The ‘Bharat’ Metaphor! - II
   Date :23-Sep-2023

issue
 
By Vijay phanshikar :
 
Aano Bhadra Kratavo Yantu Vishwatah (May all good thoughts come to us from all universe). This is embedded into the collective consciousness of Indian people. This has shaped their thinking totally differently. This is yet another dimension of the Bharat metaphor. 
 
Tamaham Vismayavishtah Punarevedamabruvam/ Durlabham Bharate Janma Tatraapi Cha Manushyata// - Skanda Purana (Verse 1.2.3.36) THE Skanda Purana written several thousand years ago has many such verses that highlight the good fortune of having been born in ‘Bharat. -- Durlabham Bharate Janma (‘Not easy to be born in Bharat ...’ or ‘To be born in Bharat is a precious good fortune ...’). The Skanda Purana is one of the largest of Mahapuranas with around 80,000 verses. In seven different chapters, it describes holy areas of ‘Bharat’ (that later came to known by foreigners as [‘India’). Each of those chapters -- or Cantos -- describes the good fortune of having been born in Bharat.

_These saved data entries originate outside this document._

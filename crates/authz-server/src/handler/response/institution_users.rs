//! Institution user response types.

use authz_postgres::model;
use authz_postgres::query::InstitutionUserWithRoles;
use authz_postgres::types::InstitutionUserStatus;
use jiff::civil::Date;
use jiff::Timestamp;
use schemars::JsonSchema;
use serde::{Deserialize, Serialize};
use uuid::Uuid;

use super::{Page, RoleSummary};

/// The person behind a membership.
#[must_use]
#[derive(Debug, Clone, Serialize, Deserialize, JsonSchema)]
#[serde(rename_all = "camelCase")]
pub struct User {
    /// ID of the user.
    pub user_id: Uuid,
    /// Estonian personal identification code.
    pub personal_identification_code: String,
    /// Forename of the person.
    pub forename: String,
    /// Surname of the person.
    pub surname: String,
}

impl User {
    pub fn from_model(user: model::User) -> Self {
        Self {
            user_id: user.id,
            personal_identification_code: user.personal_identification_code,
            forename: user.forename,
            surname: user.surname,
        }
    }
}

/// Represents a membership of a user in an institution.
#[must_use]
#[derive(Debug, Clone, Serialize, Deserialize, JsonSchema)]
#[serde(rename_all = "camelCase")]
pub struct InstitutionUser {
    /// ID of the membership.
    pub institution_user_id: Uuid,
    /// ID of the institution.
    pub institution_id: Uuid,
    /// The person holding the membership.
    pub user: User,
    /// Department of the membership.
    pub department_id: Option<Uuid>,
    /// Work email address.
    pub email: String,
    /// Work phone number.
    pub phone: Option<String>,
    /// Status derived from the archive timestamp and deactivation date.
    pub status: InstitutionUserStatus,
    /// Deactivation date, possibly in the future.
    pub deactivation_date: Option<Date>,
    /// Timestamp when the membership was archived.
    pub archived_at: Option<Timestamp>,
    /// Roles assigned to the membership.
    pub roles: Vec<RoleSummary>,
    /// Timestamp when the membership was created.
    pub created_at: Timestamp,
    /// Timestamp when the membership was last updated.
    pub updated_at: Timestamp,
}

impl InstitutionUser {
    /// Creates a response from a membership and its user and roles.
    pub fn from_model(
        institution_user: model::InstitutionUser,
        user: model::User,
        roles: Vec<model::Role>,
    ) -> Self {
        let status = institution_user.status();
        let mut roles: Vec<RoleSummary> = roles.into_iter().map(RoleSummary::from_model).collect();
        roles.sort_by(|a, b| a.name.cmp(&b.name));

        Self {
            institution_user_id: institution_user.id,
            institution_id: institution_user.institution_id,
            user: User::from_model(user),
            department_id: institution_user.department_id,
            email: institution_user.email,
            phone: institution_user.phone,
            status,
            deactivation_date: institution_user.deactivation_date.map(Date::from),
            archived_at: institution_user.archived_at.map(Timestamp::from),
            roles,
            created_at: institution_user.created_at.into(),
            updated_at: institution_user.updated_at.into(),
        }
    }

    pub fn from_joined(joined: InstitutionUserWithRoles) -> Self {
        Self::from_model(joined.institution_user, joined.user, joined.roles)
    }
}

/// Paginated response for institution users.
pub type InstitutionUsersPage = Page<InstitutionUser>;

The Skanda Purana, thus, is one holy text that offers multiple nuances of the metaphor of ‘Bharat’ -- in the process explaining various defining statements of what ‘Bharat’ means in reality and in spirituality. This is important -- the spiritual dimension of ‘Bharat’. Bharat, by that standard, is not just a land mass, but a place embedded in the centre of the seas and the mountains offering the gods an abode whose merit is difficult to be captured in words. So Durlabham Bharate Janma ... ! The Bharat metaphor has to be understood, therefore, from multiple angles, from multiple standpoints, from multiple nuances, through multiple cultural colour-screens. ...! To understand the comprehensive metaphor of Bharat, therefore, takes a serious delving into the history and culture of the place -- which is far beyond the timeline known to westerners in particular.
 
The people of Bharat -- the Bharatiyas -- were the real sons and daughters of the soil. Early morning they rose from their beds and apologised to Mother Earth that they ‘had to’ place their feet on her body: Samudravasane Devi Parvatastannmandaley/ (Oh Ocean-clad Goddess With Mountains forming your chest) Vishnupatni Namastubhyam Padasparsham Kshamasva Me// (Oh Consort of Lord Vishnu, so sorry we are that we have to place our feet on you). This feeling continues even today -- in whole of India, that is Bharat. Every person here feels personally guilty (of sorts) of having to place his feet on Mother Earth. So, in order to atone for that sin, he (or she) commits self to serving Mother Earth, Mother Nature, in the best manner possible, vowing to ensure that Nature is not exploited for petty gains of human greed. Thus, the mountains -- represented by the king Himalaya -- and the seas and the greens form innate, intrinsic, inextricable parts of prayers of the people from Bharat on a daily basis. To understand this in full measure is to understand the metaphor called Bharat. Of course, prayers are often integral to human civilisations. In our country, however, prayers have different connotations, different nuances that are not generally found elsewhere in the world.
 
So, the scientists engaged in the launch of the Moon Mission are also found engaging themselves in religious prayers with a sense of immense pride, with a complete connect with science of consciousness, with a full awareness that prayers are designed to serve the specific purpose of elevating the human soul. So, to the critics who laughed at the scientists’ so-called backwardness, Prof. S. Somanath, the indomitable Director of the Indian Space Organisation (ISRO), said, in effect, that spacecrafts and rocket science were for handling (not conquering) the outer space; while prayers were for tackling the inner space -- in which worst turmoils of cognition and emotion often torment the person. To understand this is to understand the Bharat metaphor. Of course, Bharat (that is India) expresses itself through multiple nuances whose number is beyond counting. It is certainly not without reason that the Skanda Purana talks of how Durlabh being born in Bharat is. For, when one is born in Bharat, one is privy to the history and tradition and ethos and culture with enormous time-line -- so enormous that a person with western grooming cannot even imagine its length and depth.
 
It is in this light that one can say safely that there must be countless thousands of scientific precepts that were first thought of and designed and defined countless thousands of years ago. So, in the 10th Mandala of RigVed, the Nasadiya Sookta talks in detail of the ever-expanding universe (whose knowledge is so terribly recent in western comprehension). The same RigVed prays with a sense of commitment to acquiring knowledge -- embedded in the very name Bharat: Aano Bhadra Kratavo Yantu Vishwatah (May all good thoughts come to us from all universe). This is embedded into the collective consciousness of Indian people. This has shaped their thinking totally differently. This is yet another dimension of the Bharat metaphor.